Pension Plans. EOG has a non-contributory defined contribution
pension plan and a matched defined contribution savings plan in
place for most of its employees in the United States. EOG's
contributions to these plans are based on various percentages of
compensation, and in some instances, are based upon the amount of
the employees' contributions to the plan. For the three-month
periods ended June 30, 2004 and 2003, the contributions to these
plans amounted to approximately $2.7 million and $2.0 million,
respectively. For the six-month periods ended June 30, 2004 and
2003, the contributions to these plans amounted to approximately
$5.7 million and $3.9 million, respectively.
In addition, EOG's Canadian subsidiary maintains a non-
contributory defined contribution pension plan and a matched
savings plan and EOG's Trinidadian subsidiary maintains a
contributory defined benefit pension plan and a matched savings
plan. These plans are available to most employees of the
Canadian and Trinidadian subsidiaries, and contributions related
to these plans were $222,000 and $149,000 for the three-month
periods ended June 30, 2004 and 2003, respectively.
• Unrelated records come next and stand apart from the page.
// Copyright (c) 2025 Dimitris Kafetzis
//
// Licensed under the MIT License.
// See LICENSE file in the project root for full license information.
//
// SPDX-License-Identifier: MIT

//! Graph nodes.

use std::fmt;

use crate::{NodeOptions, OpKind, TensorId};

/// Stable index of a node in its graph.
#[derive(Debug, Clone, Copy, PartialEq, Eq, Hash, PartialOrd, Ord)]
pub struct NodeId(pub usize);

impl NodeId {
    pub fn index(self) -> usize {
        self.0
    }
}

impl fmt::Display for NodeId {
    fn fmt(&self, f: &mut fmt::Formatter<'_>) -> fmt::Result {
        write!(f, "#{}", self.0)
    }
}

/// One operation instance. Parameters are fixed at construction; derived
/// quantities live in the kernel bound to the node.
#[derive(Debug, Clone, PartialEq)]
pub struct Node {
    pub name: String,
    pub kind: OpKind,
    pub inputs: Vec<TensorId>,
    pub outputs: Vec<TensorId>,
    pub options: NodeOptions,
}

impl Node {
    pub fn new(
        name: impl Into<String>,
        kind: OpKind,
        inputs: Vec<TensorId>,
        outputs: Vec<TensorId>,
        options: NodeOptions,
    ) -> Self {
        Self {
            name: name.into(),
            kind,
            inputs,
            outputs,
            options,
        }
    }

    /// Returns a one-line summary of this node.
    pub fn summary(&self) -> String {
        let join = |ids: &[TensorId]| {
            ids.iter()
                .map(|t| t.to_string())
                .collect::<Vec<_>>()
                .join(", ")
        };
        format!(
            "{:<20} {:<18} ({}) -> ({})",
            self.name,
            self.kind,
            join(&self.inputs),
            join(&self.outputs)
        )
    }
}
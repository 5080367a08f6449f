// Copyright (c) 2025 Dimitris Kafetzis
//
// Licensed under the MIT License.
// See LICENSE file in the project root for full license information.
//
// SPDX-License-Identifier: MIT

//! The [`Backend`] capability trait and the shipped backends.

pub mod cpu;
pub mod planar;

use kernels::{Kernel, KernelError, KernelRegistry};
use model_ir::{Node, NodeId};
use tensor_core::{DType, Layout};

use crate::BackendError;

/// Capability descriptor and kernel factory of one execution target.
///
/// Negotiation only asks questions; it never inspects a backend's
/// internals, so tests can inject minimal fakes.
pub trait Backend: Send + Sync {
    /// Stable identifier used in configuration and reports.
    fn id(&self) -> &str;

    /// Layout this backend's spatial kernels are written for.
    fn native_layout(&self) -> Layout;

    /// Whether this backend computes `node` on operands of `dtype`.
    fn supports(&self, node: &Node, dtype: DType) -> bool;

    /// Whether `node` may execute here with its tensors in `layout`.
    fn supports_layout(&self, node: &Node, layout: Layout) -> bool {
        !node.kind.is_spatial() || layout == self.native_layout()
    }

    /// Whether this backend can host the layout conversions the engine
    /// inserts on mismatched edges.
    fn supports_permutation(&self) -> bool;

    /// Builds the kernel of node `id` executing in `layout`.
    fn build_kernel(&self, id: NodeId, node: &Node, layout: Layout) -> Result<Kernel, KernelError> {
        KernelRegistry::reference().build(id, node, layout)
    }
}

/// Ids of the shipped backends, in default preference order.
pub const BACKEND_IDS: [&str; 2] = [cpu::CpuBackend::ID, planar::PlanarBackend::ID];

/// Constructs a shipped backend from its id.
pub fn create_backend(id: &str) -> Result<Box<dyn Backend>, BackendError> {
    match id.trim().to_ascii_lowercase().as_str() {
        cpu::CpuBackend::ID => Ok(Box::new(cpu::CpuBackend::new())),
        planar::PlanarBackend::ID => Ok(Box::new(planar::PlanarBackend::new())),
        other => Err(BackendError::UnknownBackend(other.to_string())),
    }
}

#[cfg(test)]
mod tests {
    use super::*;

    #[test]
    fn test_create_backend() {
        assert_eq!(create_backend("cpu").unwrap().id(), "cpu");
        assert_eq!(create_backend(" Planar ").unwrap().native_layout(), Layout::Nchw);
        assert!(matches!(
            create_backend("gpu"),
            Err(BackendError::UnknownBackend(id)) if id == "gpu"
        ));
    }
}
Contributions related to these plans were $427,000 and $285,000
for the six-month periods ended June 30, 2004 and 2003,
respectively.
Postretirement Plan. During 2000, EOG adopted postretirement
medical and dental benefits for eligible employees and their
eligible dependents. Benefits are provided under the provisions
of a contributory defined dollar benefit plan. EOG accrues these
postretirement benefit costs over the service lives of the
employees expected to be eligible to receive such benefits.
The following table summarizes EOG's postretirement benefit
expense for the three-month and six-month periods ended June 30,
2003 and 2004 (in thousands):
Three Months Ended Six Months Ended
June 30, June 30,
2004 2003 2004 2003
Service Cost $ 36 $ 44 $106 $ 88
Interest Cost 29 32 79 64
Expected Return on Plan Assets - - - -
Amortization of Prior Service Cost 32 19 65 38
Amortization of Net Actuarial (Gain) Loss (18) - (18) -
Net Periodic Benefit Cost $ 79 $ 95 $232 $190
EOG previously disclosed in its financial statements for the year
ended December 31, 2003, that it expected to contribute $57,000
to its postretirement plan in 2004. As of June 30, 2004, $29,000
of contributions have been made. EOG presently anticipates
contributing an additional $28,000 to fund its postretirement
plan in 2004 for a total of $57,000.
8. On March 9, 2004, EOG Resources Canada Inc., a wholly owned
subsidiary of EOG, issued notes with a total principal amount of
US$150 million, an annual interest rate of 4.75% and a maturity
date of March 15, 2014, under Rule 144A of the Securities Act of
1933, as amended. The notes are guaranteed by EOG. In
conjunction with the offering, EOG entered into a foreign
currency swap transaction with multiple banks for the equivalent
amount of the notes and related interest, which has in effect
converted this indebtedness into CAD$201.3 million with a 5.275%
interest rate.
PART I. FINANCIAL INFORMATION (Continued)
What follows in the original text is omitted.